Stuart Dybek is a Illinois-based poet and short story writer.
I Sailed With Magellan, The Coast of Chicago, Streets in Their Own Ink
1995 PEN/Malamud award; numerous O. Henry Prizes
Which one or two American books or plays would you recommend to the foreign leaders? Briefly, why?
Moby Dick, Huckleberry Finn, Hemingway's Collected Stories, Flannery O'Connor's Collected Stories, the Collected Poems of Emily Dickinson, the Collected Poems of T.S. Eliot, Catch 22 by Joseph Heller, Ralph Ellison's Invisible Man.
Who in your childhood–for example, parent or teacher—encouraged you to read books, and which one or two books do you remember most fondly?
My mother made it a practice to read aloud to my brother David and me at bedtime. She read authors whose likeness appeared on "Authors," a card game we played. The pictures of the authors—Poe, Dickens, Sir Walter Scott—fascinated me. The book I most remember was Louisa May Alcott's Little Women. I thought it would bore me to listen to a story about girls (how my mother longed for a daughter!) but I was totally caught up by the story. As much as I loved the books my mother read, the books that made the greatest impression were those that I would hide away under my bed along with a flashlight to read at night when I was supposed to be sleeping. Reading never seemed more subversive or dangerous. Many of the books involved modes of transportation, especially over water, and my bed would become Huck Finn's raft, the ship in Treasure Island, the ship in Jack London's Sea Wolf and the balloon in what was my favorite book, Jules Verne's Mysterious Island.

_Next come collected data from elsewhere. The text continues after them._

//! Compatibility evaluation.

use super::rules::CompatibilityRule;
use super::types::{AudioProperties, Compatibility, FormatKey, Issue};

/// Evaluates a file against the rule for its format.
///
/// Unknown file types fail with a single [`Issue::UnsupportedFormat`].
pub fn evaluate(properties: &AudioProperties) -> Compatibility {
    match FormatKey::from_file_type(&properties.file_type) {
        Some(key) => evaluate_against(CompatibilityRule::for_format(key), properties),
        None => Compatibility::from_issues(vec![Issue::UnsupportedFormat {
            file_type: properties.file_type.clone(),
        }]),
    }
}

/// Evaluates a file against an explicit rule.
///
/// Issues are reported in a fixed order: sample rate, bit depth, channels,
/// bitrate-low, bitrate-high.
pub fn evaluate_against(rule: &CompatibilityRule, properties: &AudioProperties) -> Compatibility {
    let mut issues = Vec::new();

    if !rule.accepts_sample_rate(properties.sample_rate) {
        issues.push(Issue::SampleRate {
            actual: properties.sample_rate,
            allowed: rule.sample_rates,
        });
    }

    if let Some(allowed) = rule.bit_depths {
        if !rule.accepts_bit_depth(properties.bit_depth) {
            issues.push(Issue::BitDepth {
                actual: properties.bit_depth,
                allowed,
            });
        }
    }

    if !rule.accepts_channels(properties.channels) {
        issues.push(Issue::Channels {
            actual: properties.channels,
            allowed: rule.channels,
        });
    }

    if let (Some(range), Some(kbps)) = (rule.bitrate, properties.bitrate_kbps) {
        if let Some(min) = range.min_kbps.filter(|_| range.is_below(kbps)) {
            issues.push(Issue::BitrateTooLow { actual: kbps, min });
        }
        if let Some(max) = range.max_kbps.filter(|_| range.is_above(kbps)) {
            issues.push(Issue::BitrateTooHigh { actual: kbps, max });
        }
    }

    Compatibility::from_issues(issues)
}

#[cfg(test)]
mod tests {
    use super::*;
    use crate::compat::BitrateRange;

    fn props(
        file_type: &str,
        sample_rate: Option<u32>,
        bit_depth: Option<u32>,
        channels: Option<u32>,
        bitrate_kbps: Option<f64>,
    ) -> AudioProperties {
        AudioProperties {
            file_type: file_type.to_string(),
            sample_rate,
            bit_depth,
            channels,
            bitrate_kbps,
        }
    }

    #[test]
    fn test_cd_quality_wav_is_compatible() {
        let result = evaluate(&props(".wav", Some(44100), Some(16), Some(2), None));
        assert!(result.is_compatible());
        assert!(result.issues().is_empty());
    }

    #[test]
    fn test_every_format_accepts_its_own_allowed_values() {
        let cases = [
            props(".wav", Some(48000), Some(24), Some(2), None),
            props(".aif", Some(44100), Some(24), Some(2), None),
            props(".aiff", Some(48000), Some(16), Some(2), None),
            props(".flac", Some(48000), Some(24), Some(2), None),
            props(".mp3", Some(44100), None, Some(2), Some(320.0)),
            props(".mp3", Some(44100), None, Some(2), Some(32.0)),
            props(".m4a", Some(48000), None, Some(2), Some(256.0)),
            props(".m4a", Some(44100), Some(16), Some(2), Some(512.0)),
        ];
        for case in &cases {
            let result = evaluate(case);
            assert!(result.is_compatible(), "{:?}: {:?}", case, result.messages());
        }
    }

    #[test]
    fn test_unknown_format_has_single_issue() {
        // Even with perfect properties the format itself fails.
        let result = evaluate(&props(".ogg", Some(44100), Some(16), Some(2), Some(320.0)));
        assert!(!result.is_compatible());
        assert_eq!(
            result.issues(),
            &[Issue::UnsupportedFormat {
                file_type: ".ogg".to_string()
            }]
        );

        let result = evaluate(&props(".wma", None, None, None, None));
        assert_eq!(result.issues().len(), 1);
        assert_eq!(result.messages(), vec!["Format not supported: .wma"]);
    }

    #[test]
    fn test_low_sample_rate_mono_mp3() {
        let result = evaluate(&props(".mp3", Some(22050), None, Some(1), Some(128.0)));
        assert!(!result.is_compatible());
        assert_eq!(
            result.issues(),
            &[
                Issue::SampleRate {
                    actual: Some(22050),
                    allowed: &[44100],
                },
                Issue::Channels {
                    actual: Some(1),
                    allowed: &[2],
                },
            ]
        );
    }

    #[test]
    fn test_unknown_sample_rate_is_a_violation() {
        let result = evaluate(&props(".wav", None, Some(16), Some(2), None));
        assert_eq!(
            result.messages(),
            vec!["Sample rate unknown Hz not supported (allowed: 44100, 48000 Hz)"]
        );
    }

    #[test]
    fn test_bit_depth_ignored_for_lossy_formats() {
        let result = evaluate(&props(".mp3", Some(44100), Some(32), Some(2), Some(192.0)));
        assert!(result.is_compatible());
    }

    #[test]
    fn test_bitrate_low_and_high() {
        let low = evaluate(&props(".mp3", Some(44100), None, Some(2), Some(24.0)));
        assert_eq!(
            low.issues(),
            &[Issue::BitrateTooLow {
                actual: 24.0,
                min: 32
            }]
        );

        let high = evaluate(&props(".mp3", Some(44100), None, Some(2), Some(448.0)));
        assert_eq!(
            high.issues(),
            &[Issue::BitrateTooHigh {
                actual: 448.0,
                max: 320
            }]
        );

        let low_aac = evaluate(&props(".m4a", Some(44100), None, Some(2), Some(128.0)));
        assert_eq!(
            low_aac.messages(),
            vec!["Bitrate 128 kbps below minimum of 256 kbps"]
        );
    }

    #[test]
    fn test_unknown_bitrate_is_not_compared() {
        let result = evaluate(&props(".m4a", Some(44100), None, Some(2), None));
        assert!(result.is_compatible());
    }

    #[test]
    fn test_issue_order() {
        let result = evaluate(&props(".flac", Some(96000), Some(32), Some(6), None));
        let messages = result.messages();
        assert_eq!(messages.len(), 3);
        assert!(messages[0].starts_with("Sample rate"));
        assert!(messages[1].starts_with("Bit depth"));
        assert!(messages[2].starts_with("Channel count"));
    }

    #[test]
    fn test_inverted_range_reports_both_bitrate_issues() {
        let rule = CompatibilityRule {
            sample_rates: &[44100],
            bit_depths: None,
            channels: &[2],
            bitrate: Some(BitrateRange {
                min_kbps: Some(320),
                max_kbps: Some(128),
            }),
        };
        let result = evaluate_against(&rule, &props(".mp3", Some(44100), None, Some(2), Some(200.0)));
        assert_eq!(
            result.issues(),
            &[
                Issue::BitrateTooLow {
                    actual: 200.0,
                    min: 320
                },
                Issue::BitrateTooHigh {
                    actual: 200.0,
                    max: 128
                },
            ]
        );
    }
}
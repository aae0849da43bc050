mod loader;
mod types;
mod validate;

pub use loader::{load_config, load_config_from_str, load_default_config, ENV_PREFIX};
pub use types::*;
pub use validate::validate_config;

use thiserror::Error;

#[derive(Debug, Error)]
pub enum ConfigError {
    #[error("Configuration file not found: {0}")]
    FileNotFound(String),

    #[error("Failed to parse configuration: {0}")]
    ParseError(String),

    #[error("Configuration validation failed: {0}")]
    ValidationError(String),
}
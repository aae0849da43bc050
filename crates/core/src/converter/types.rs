//! Types for the converter module.

use std::path::{Path, PathBuf};

use super::plan::ConversionPlan;

/// Technical information about an audio file, as reported by ffprobe.
#[derive(Debug, Clone, PartialEq)]
pub struct MediaInfo {
    /// File path.
    pub path: PathBuf,
    /// File size in bytes.
    pub size_bytes: u64,
    /// Container format names (e.g. `"mov,mp4,m4a,3gp,3g2,mj2"`).
    pub format: String,
    /// Audio codec (if present).
    pub audio_codec: Option<String>,
    /// Sample rate in Hz (if present).
    pub sample_rate: Option<u32>,
    /// Bits per sample (if the codec has one).
    pub bit_depth: Option<u32>,
    /// Number of channels (if present).
    pub channels: Option<u32>,
    /// Bitrate in kbps, rounded to two decimals (if present).
    pub bitrate_kbps: Option<f64>,
}

impl MediaInfo {
    /// Whether any of the container's format names equals `name`.
    pub fn has_format(&self, name: &str) -> bool {
        self.format.split(',').any(|f| f.trim() == name)
    }
}

/// A single transcode request.
#[derive(Debug, Clone, PartialEq)]
pub struct ConversionJob {
    /// Input file path.
    pub input_path: PathBuf,
    /// Output file path.
    pub output_path: PathBuf,
    /// Target format and ffmpeg parameters.
    pub plan: ConversionPlan,
}

impl ConversionJob {
    /// Creates a job writing `<input-stem>.<target>` into `output_dir`.
    pub fn new(input_path: PathBuf, output_dir: &Path, plan: ConversionPlan) -> Self {
        let output_path = output_dir.join(plan.output_file_name(&input_path));
        Self {
            input_path,
            output_path,
            plan,
        }
    }

    /// Arguments passed to ffmpeg: `-i <input> -y <params...> <output>`.
    pub fn ffmpeg_args(&self) -> Vec<String> {
        let mut args = vec![
            "-i".to_string(),
            self.input_path.to_string_lossy().to_string(),
            "-y".to_string(), // Overwrite output
        ];
        args.extend(self.plan.params.iter().cloned());
        args.push(self.output_path.to_string_lossy().to_string());
        args
    }
}

/// Result of a successful conversion.
#[derive(Debug, Clone)]
pub struct ConversionResult {
    /// Input file path.
    pub input_path: PathBuf,
    /// Output file path.
    pub output_path: PathBuf,
    /// Output file size in bytes.
    pub output_size_bytes: u64,
    /// Conversion duration in milliseconds.
    pub duration_ms: u64,
    /// Output format used.
    pub output_format: String,
}
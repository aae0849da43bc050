//! Converter module for probing and transcoding audio files.
//!
//! This module provides the `Converter` trait and an FFmpeg-backed
//! implementation. `probe` extracts technical metadata with ffprobe;
//! `convert` runs a single ffmpeg transcode described by a [`ConversionPlan`].
//!
//! The planner ([`plan_conversion`]) decides the target format and the
//! minimal set of ffmpeg parameters that make a file CDJ-compatible.
//!
//! # Example
//!
//! ```ignore
//! use cdjcheck_core::converter::{plan_conversion, ConversionJob, Converter, FfmpegConverter};
//!
//! let converter = FfmpegConverter::with_defaults();
//! converter.validate().await?;
//!
//! let info = converter.probe(Path::new("/music/track.mp3")).await?;
//! let plan = plan_conversion(&properties);
//! let job = ConversionJob::new(input_path, output_dir, plan);
//! let result = converter.convert(job).await?;
//! println!("Converted in {} ms", result.duration_ms);
//! ```

mod config;
mod error;
mod ffmpeg;
mod plan;
mod traits;
mod types;

pub use config::ConverterConfig;
pub use error::ConverterError;
pub use ffmpeg::FfmpegConverter;
pub use plan::{plan_conversion, ConversionPlan};
pub use traits::Converter;
pub use types::{ConversionJob, ConversionResult, MediaInfo};
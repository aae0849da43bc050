//! Report rendering.

use super::types::{AudioFileRecord, ScanReport};
use super::{
    BITRATE_PREFIX, BIT_DEPTH_PREFIX, CHANNELS_PREFIX, COMPATIBLE_PREFIX, FILE_PREFIX,
    FORMAT_PREFIX, ISSUES_HEADER, ISSUE_PREFIX, SAMPLE_RATE_PREFIX, SIZE_PREFIX, TYPE_PREFIX,
};

fn or_none<T: ToString>(value: Option<T>) -> String {
    value.map_or_else(|| "None".to_string(), |v| v.to_string())
}

/// Renders the per-file block, without the trailing blank separator.
pub fn render_record(record: &AudioFileRecord) -> Vec<String> {
    let props = record.properties();
    let mut lines = vec![
        format!("{}{}", FILE_PREFIX, record.filename),
        format!("{}{}", TYPE_PREFIX, props.file_type),
        format!(
            "{}{}",
            FORMAT_PREFIX,
            record.format_label.as_deref().unwrap_or("N/A")
        ),
        format!("{}{:.2} MB", SIZE_PREFIX, record.size_mb()),
        format!("{}{} Hz", SAMPLE_RATE_PREFIX, or_none(props.sample_rate)),
        format!("{}{} bits", BIT_DEPTH_PREFIX, or_none(props.bit_depth)),
        format!("{}{}", CHANNELS_PREFIX, or_none(props.channels)),
    ];

    if let Some(bitrate) = props.bitrate_kbps {
        lines.push(format!("{}{} kbps", BITRATE_PREFIX, bitrate));
    }

    let compatibility = record.compatibility();
    lines.push(format!(
        "{}{}",
        COMPATIBLE_PREFIX,
        if compatibility.is_compatible() { "Yes" } else { "No" }
    ));

    if !compatibility.is_compatible() {
        lines.push(ISSUES_HEADER.to_string());
        lines.extend(
            compatibility
                .messages()
                .into_iter()
                .map(|issue| format!("{}{}", ISSUE_PREFIX, issue)),
        );
    }

    lines
}

/// Renders the full text report for a scan.
pub fn render_report(report: &ScanReport) -> String {
    let summary = report.summary();
    let mut lines: Vec<String> = vec![
        "=== Audio Files Technical Report ===".to_string(),
        String::new(),
        format!(
            "Generated on: {}",
            report.generated_at.format("%Y-%m-%d %H:%M:%S")
        ),
        format!("Directory scanned: {}", report.root_dir.display()),
        format!("Total audio files found: {}", report.records.len()),
    ];
    if report.failures.is_empty() {
        lines.push("All files processed successfully.".to_string());
    } else {
        lines.push(format!("Files with errors: {}", report.failures.len()));
    }
    lines.push(String::new());

    lines.push("=== Summary Statistics ===".to_string());
    lines.push(String::new());
    lines.push("File Types:".to_string());
    for (file_type, count) in &summary.file_types {
        lines.push(format!("  {}: {} files", file_type, count));
    }
    lines.push(String::new());
    lines.push("Sample Rates:".to_string());
    for (rate, count) in &summary.sample_rates {
        lines.push(format!("  {} Hz: {} files", rate, count));
    }
    lines.push(String::new());
    lines.push("Bit Depths:".to_string());
    for (depth, count) in &summary.bit_depths {
        lines.push(format!("  {} bits: {} files", depth, count));
    }
    lines.push(String::new());
    lines.push("Channel Configurations:".to_string());
    for (channels, count) in &summary.channels {
        lines.push(format!("  {} channels: {} files", channels, count));
    }
    lines.push(String::new());

    lines.push("=== CDJ Compatibility ===".to_string());
    lines.push(String::new());
    lines.push(format!(
        "Compatible files: {} of {} ({:.1}%)",
        summary.compatible,
        summary.total,
        summary.compatibility_rate()
    ));
    lines.push(format!("Incompatible files: {}", summary.incompatible()));
    lines.push(String::new());

    lines.push("=== Detailed File Information ===".to_string());
    lines.push(String::new());
    for record in &report.records {
        lines.extend(render_record(record));
        lines.push(String::new());
    }

    if !report.failures.is_empty() {
        lines.push("=== Files with Errors ===".to_string());
        lines.push(String::new());
        for failure in &report.failures {
            lines.push(format!("- {}", failure));
        }
    }

    let mut text = lines.join("\n");
    text.push('\n');
    text
}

Which books by writers of the other G8 countries (Canada, France, Germany, Italy, Japan, United Kingdom, Russia) have affected you as a reader and/or been most important to you as a writer?
There are far too many books by the many writers from G8 countries to name, so I will record only a sampling: French modernists have had an enormous influence on me, the poets in particular, from Baudelaire, Rimbaud, Mallarmé, and Apollinaire, through the surrealists and the post-World War II generation that includes Pierre Reverdy and René Char, and prose poem writers such as Jean Follain and Max Jacob. Russian writers of the 19th and 20th centuries—all the classics, Chekhov, Dostoevsky, Tolstoy, Turgenev, and especially Isaac Babel, and also the poets—Pasternak and Mandelstam, in particular—along with Alexander Blok, Anna Akhmatova and Marina Tsvetaeva, etc. And I should also include the incredible richness of Russian folk tales and proverbs. Though neither writer was German, Kafka, one of my favorite of all writers, wrote in German as did the great poet, Paul Celan, and, of course, Rilke. Two of my favorite writers are Ligurian, Eugenio Montale and Italo Calvino. I also love Italian fabulists such as Dino Buzzati and Tommaso Landolfi. Italian 20th-century poets, Giuseppe Ungaretti, Pier Paolo Pasolini, Salvatore Quasimodo, etc. have been important writers for me, as has Primo Levi. And I am grateful for the many good translations of Dante and more recently Jonathan Galassi's inspired translation of Leopardi. My two favorite Japanese writers are Yasunari Kawabata and Jun'ichirō Tanizaki. I have read everything available in English by these writers and I never stop reading haiku. One of my favorite of all critical books on writing is Traces of Dreams by Haruo Shirane, and of course I am a fan of Haruki Murakami. As for the United Kingdom, it is impossible really to even summarize—Joyce, Greene, Yeats, Heaney, D.H. Lawrence, Conrad—one might begin with Beowulf and simply work forward through the glorious centuries.